RECORDS:
//! rust-usb-msd Host
//!
//! Command-line front end for the mass-storage host library: discovers
//! attached USB mass-storage devices, lists the matched interfaces, and
//! optionally probes them end to end (claim, set up, query Max LUN, release).

use anyhow::{Context, Result, anyhow};
use clap::Parser;
use host::storage::NullBlockFactory;
use host::usb::{DeviceFilter, RusbHost, Session, discover};
use host::{HostConfig, load_config, setup_logging};
use tracing::{info, warn};

#[derive(Parser, Debug)]
#[command(name = "usb-msd-host")]
#[command(
    author,
    version,
    about = "USB mass-storage host - discover and claim storage devices"
)]
#[command(long_about = "
Discovers attached USB mass-storage devices using the bulk-only transport
and manages exclusive access to them.

EXAMPLES:
    # List matched mass-storage interfaces
    usb-msd-host

    # Probe every matched device: claim, set up, query Max LUN, release
    usb-msd-host --probe

    # Probe one device by bus number and address
    usb-msd-host --probe --device 1:4

    # Run with custom config
    usb-msd-host --config /path/to/host.toml

    # Run with debug logging
    usb-msd-host --log-level debug

CONFIGURATION:
    The host looks for configuration files in the following order:
    1. Path specified with --config
    2. ~/.config/rust-usb-msd/host.toml
    3. /etc/rust-usb-msd/host.toml
    4. Built-in defaults
")]
struct Args {
    /// Path to configuration file
    #[arg(short, long, value_name = "PATH")]
    config: Option<String>,

    /// Save default configuration to default location and exit
    #[arg(long)]
    save_config: bool,

    /// Claim and set up each matched device instead of just listing
    #[arg(long)]
    probe: bool,

    /// Only consider the device at BUS:ADDR (e.g., 1:4)
    #[arg(short, long, value_name = "BUS:ADDR")]
    device: Option<String>,

    /// Log level (trace, debug, info, warn, error)
    #[arg(short, long, value_name = "LEVEL")]
    log_level: Option<String>,
}

fn main() -> Result<()> {
    let args = Args::parse();

    // Handle --save-config flag early (before loading config)
    if args.save_config {
        let config = HostConfig::default();
        let path = HostConfig::default_path();
        config.save(&path).context("Failed to save configuration")?;
        println!("Configuration saved to: {}", path.display());
        return Ok(());
    }

    // Load configuration first (to get log level from config if not specified)
    let config = if let Some(ref path) = args.config {
        load_config(path).context("Failed to load configuration")?
    } else {
        HostConfig::load_or_default()
    };

    // Use CLI log level if specified, otherwise use config value
    let log_level = args.log_level.as_deref().unwrap_or(&config.host.log_level);

    setup_logging(log_level).context("Failed to setup logging")?;

    info!("rust-usb-msd Host v{}", env!("CARGO_PKG_VERSION"));
    info!("Log level: {}", log_level);

    let selector = args
        .device
        .as_deref()
        .map(parse_device_selector)
        .transpose()?;

    let host = RusbHost::new().context("Failed to initialize USB host")?;
    let filter = DeviceFilter::new(config.usb.filters.clone());

    let mut sessions = discover(&host, &filter).context("Device discovery failed")?;
    if let Some((bus, address)) = selector {
        sessions.retain(|session| {
            session.device().bus_number == bus && session.device().device_address == address
        });
    }

    if sessions.is_empty() {
        println!("No mass-storage devices found.");
        return Ok(());
    }

    if args.probe {
        probe_devices(&host, sessions, &config)
    } else {
        list_devices(&sessions);
        Ok(())
    }
}

/// Parse a BUS:ADDR device selector
fn parse_device_selector(selector: &str) -> Result<(u8, u8)> {
    let (bus, address) = selector.split_once(':').ok_or_else(|| {
        anyhow!(
            "Invalid device selector '{}', expected BUS:ADDR (e.g., 1:4)",
            selector
        )
    })?;

    let bus = bus
        .parse()
        .with_context(|| format!("Invalid bus number '{}'", bus))?;
    let address = address
        .parse()
        .with_context(|| format!("Invalid device address '{}'", address))?;

    Ok((bus, address))
}

/// Print the matched interfaces without touching the devices
fn list_devices(sessions: &[Session]) {
    println!("Found {} mass-storage interface(s):\n", sessions.len());

    for (i, session) in sessions.iter().enumerate() {
        let device = session.device();
        println!(
            "  [{}] {:04x}:{:04x} - {} {}",
            i,
            device.vendor_id,
            device.product_id,
            device
                .manufacturer
                .as_deref()
                .unwrap_or("Unknown Manufacturer"),
            device.product.as_deref().unwrap_or("Unknown Product")
        );
        println!(
            "      Bus {:03} Device {:03} Interface {} Speed: {:?}",
            device.bus_number,
            device.device_address,
            session.interface().number,
            device.speed
        );
        let endpoints = session.endpoints();
        println!(
            "      Endpoints: IN {:#04x} / OUT {:#04x}",
            endpoints.bulk_in.address, endpoints.bulk_out.address
        );
        if let Some(serial) = &device.serial_number {
            println!("      Serial: {}", serial);
        }
        println!();
    }
}

/// Claim, set up, query and release each session in turn
fn probe_devices(host: &RusbHost, sessions: Vec<Session>, config: &HostConfig) -> Result<()> {
    let block_factory = NullBlockFactory;
    let mut failures = 0;

    for mut session in sessions {
        let device = session.device().clone();
        session.set_force_claim(config.usb.detach_kernel_driver);

        println!(
            "Probing {} (interface {})...",
            device,
            session.interface().number
        );

        match session.init(host, &block_factory) {
            Ok(()) => {
                match session.lun_count() {
                    Ok(count) => println!("  Logical units: {}", count),
                    Err(e) => warn!("Could not read LUN count: {}", e),
                }
                match session.close() {
                    Ok(report) if !report.interface_released => {
                        println!("  Released with warnings (interface release failed).");
                    }
                    Ok(_) => println!("  Released."),
                    Err(e) => warn!("Close failed: {}", e),
                }
            }
            Err(e) => {
                failures += 1;
                println!("  Setup failed: {}", e);
            }
        }
    }

    if failures > 0 {
        anyhow::bail!("{} device(s) failed to probe", failures);
    }
    Ok(())
}

#[cfg(test)]
mod tests {
    use super::*;

    #[test]
    fn test_parse_device_selector() {
        assert_eq!(parse_device_selector("1:4").unwrap(), (1, 4));
        assert_eq!(parse_device_selector("0:127").unwrap(), (0, 127));
    }

    #[test]
    fn test_parse_device_selector_rejects_garbage() {
        assert!(parse_device_selector("14").is_err());
        assert!(parse_device_selector("1:").is_err());
        assert!(parse_device_selector("bus:addr").is_err());
        assert!(parse_device_selector("1:999").is_err()); // Out of u8 range
    }
}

EXERCISE: For this exercise, write all the records out again exactly.

EXPECTED OUTPUT:
//! rust-usb-msd Host
//!
//! Command-line front end for the mass-storage host library: discovers
//! attached USB mass-storage devices, lists the matched interfaces, and
//! optionally probes them end to end (claim, set up, query Max LUN, release).

use anyhow::{Context, Result, anyhow};
use clap::Parser;
use host::storage::NullBlockFactory;
use host::usb::{DeviceFilter, RusbHost, Session, discover};
use host::{HostConfig, load_config, setup_logging};
use tracing::{info, warn};

#[derive(Parser, Debug)]
#[command(name = "usb-msd-host")]
#[command(
    author,
    version,
    about = "USB mass-storage host - discover and claim storage devices"
)]
#[command(long_about = "
Discovers attached USB mass-storage devices using the bulk-only transport
and manages exclusive access to them.

EXAMPLES:
    # List matched mass-storage interfaces
    usb-msd-host

    # Probe every matched device: claim, set up, query Max LUN, release
    usb-msd-host --probe

    # Probe one device by bus number and address
    usb-msd-host --probe --device 1:4

    # Run with custom config
    usb-msd-host --config /path/to/host.toml

    # Run with debug logging
    usb-msd-host --log-level debug

CONFIGURATION:
    The host looks for configuration files in the following order:
    1. Path specified with --config
    2. ~/.config/rust-usb-msd/host.toml
    3. /etc/rust-usb-msd/host.toml
    4. Built-in defaults
")]
struct Args {
    /// Path to configuration file
    #[arg(short, long, value_name = "PATH")]
    config: Option<String>,

    /// Save default configuration to default location and exit
    #[arg(long)]
    save_config: bool,

    /// Claim and set up each matched device instead of just listing
    #[arg(long)]
    probe: bool,

    /// Only consider the device at BUS:ADDR (e.g., 1:4)
    #[arg(short, long, value_name = "BUS:ADDR")]
    device: Option<String>,

    /// Log level (trace, debug, info, warn, error)
    #[arg(short, long, value_name = "LEVEL")]
    log_level: Option<String>,
}

fn main() -> Result<()> {
    let args = Args::parse();

    // Handle --save-config flag early (before loading config)
    if args.save_config {
        let config = HostConfig::default();
        let path = HostConfig::default_path();
        config.save(&path).context("Failed to save configuration")?;
        println!("Configuration saved to: {}", path.display());
        return Ok(());
    }

    // Load configuration first (to get log level from config if not specified)
    let config = if let Some(ref path) = args.config {
        load_config(path).context("Failed to load configuration")?
    } else {
        HostConfig::load_or_default()
    };

    // Use CLI log level if specified, otherwise use config value
    let log_level = args.log_level.as_deref().unwrap_or(&config.host.log_level);

    setup_logging(log_level).context("Failed to setup logging")?;

    info!("rust-usb-msd Host v{}", env!("CARGO_PKG_VERSION"));
    info!("Log level: {}", log_level);

    let selector = args
        .device
        .as_deref()
        .map(parse_device_selector)
        .transpose()?;

    let host = RusbHost::new().context("Failed to initialize USB host")?;
    let filter = DeviceFilter::new(config.usb.filters.clone());

    let mut sessions = discover(&host, &filter).context("Device discovery failed")?;
    if let Some((bus, address)) = selector {
        sessions.retain(|session| {
            session.device().bus_number == bus && session.device().device_address == address
        });
    }

    if sessions.is_empty() {
        println!("No mass-storage devices found.");
        return Ok(());
    }

    if args.probe {
        probe_devices(&host, sessions, &config)
    } else {
        list_devices(&sessions);
        Ok(())
    }
}

/// Parse a BUS:ADDR device selector
fn parse_device_selector(selector: &str) -> Result<(u8, u8)> {
    let (bus, address) = selector.split_once(':').ok_or_else(|| {
        anyhow!(
            "Invalid device selector '{}', expected BUS:ADDR (e.g., 1:4)",
            selector
        )
    })?;

    let bus = bus
        .parse()
        .with_context(|| format!("Invalid bus number '{}'", bus))?;
    let address = address
        .parse()
        .with_context(|| format!("Invalid device address '{}'", address))?;

    Ok((bus, address))
}

/// Print the matched interfaces without touching the devices
fn list_devices(sessions: &[Session]) {
    println!("Found {} mass-storage interface(s):\n", sessions.len());

    for (i, session) in sessions.iter().enumerate() {
        let device = session.device();
        println!(
            "  [{}] {:04x}:{:04x} - {} {}",
            i,
            device.vendor_id,
            device.product_id,
            device
                .manufacturer
                .as_deref()
                .unwrap_or("Unknown Manufacturer"),
            device.product.as_deref().unwrap_or("Unknown Product")
        );
        println!(
            "      Bus {:03} Device {:03} Interface {} Speed: {:?}",
            device.bus_number,
            device.device_address,
            session.interface().number,
            device.speed
        );
        let endpoints = session.endpoints();
        println!(
            "      Endpoints: IN {:#04x} / OUT {:#04x}",
            endpoints.bulk_in.address, endpoints.bulk_out.address
        );
        if let Some(serial) = &device.serial_number {
            println!("      Serial: {}", serial);
        }
        println!();
    }
}

/// Claim, set up, query and release each session in turn
fn probe_devices(host: &RusbHost, sessions: Vec<Session>, config: &HostConfig) -> Result<()> {
    let block_factory = NullBlockFactory;
    let mut failures = 0;

    for mut session in sessions {
        let device = session.device().clone();
        session.set_force_claim(config.usb.detach_kernel_driver);

        println!(
            "Probing {} (interface {})...",
            device,
            session.interface().number
        );

        match session.init(host, &block_factory) {
            Ok(()) => {
                match session.lun_count() {
                    Ok(count) => println!("  Logical units: {}", count),
                    Err(e) => warn!("Could not read LUN count: {}", e),
                }
                match session.close() {
                    Ok(report) if !report.interface_released => {
                        println!("  Released with warnings (interface release failed).");
                    }
                    Ok(_) => println!("  Released."),
                    Err(e) => warn!("Close failed: {}", e),
                }
            }
            Err(e) => {
                failures += 1;
                println!("  Setup failed: {}", e);
            }
        }
    }

    if failures > 0 {
        anyhow::bail!("{} device(s) failed to probe", failures);
    }
    Ok(())
}

#[cfg(test)]
mod tests {
    use super::*;

    #[test]
    fn test_parse_device_selector() {
        assert_eq!(parse_device_selector("1:4").unwrap(), (1, 4));
        assert_eq!(parse_device_selector("0:127").unwrap(), (0, 127));
    }

    #[test]
    fn test_parse_device_selector_rejects_garbage() {
        assert!(parse_device_selector("14").is_err());
        assert!(parse_device_selector("1:").is_err());
        assert!(parse_device_selector("bus:addr").is_err());
        assert!(parse_device_selector("1:999").is_err()); // Out of u8 range
    }
}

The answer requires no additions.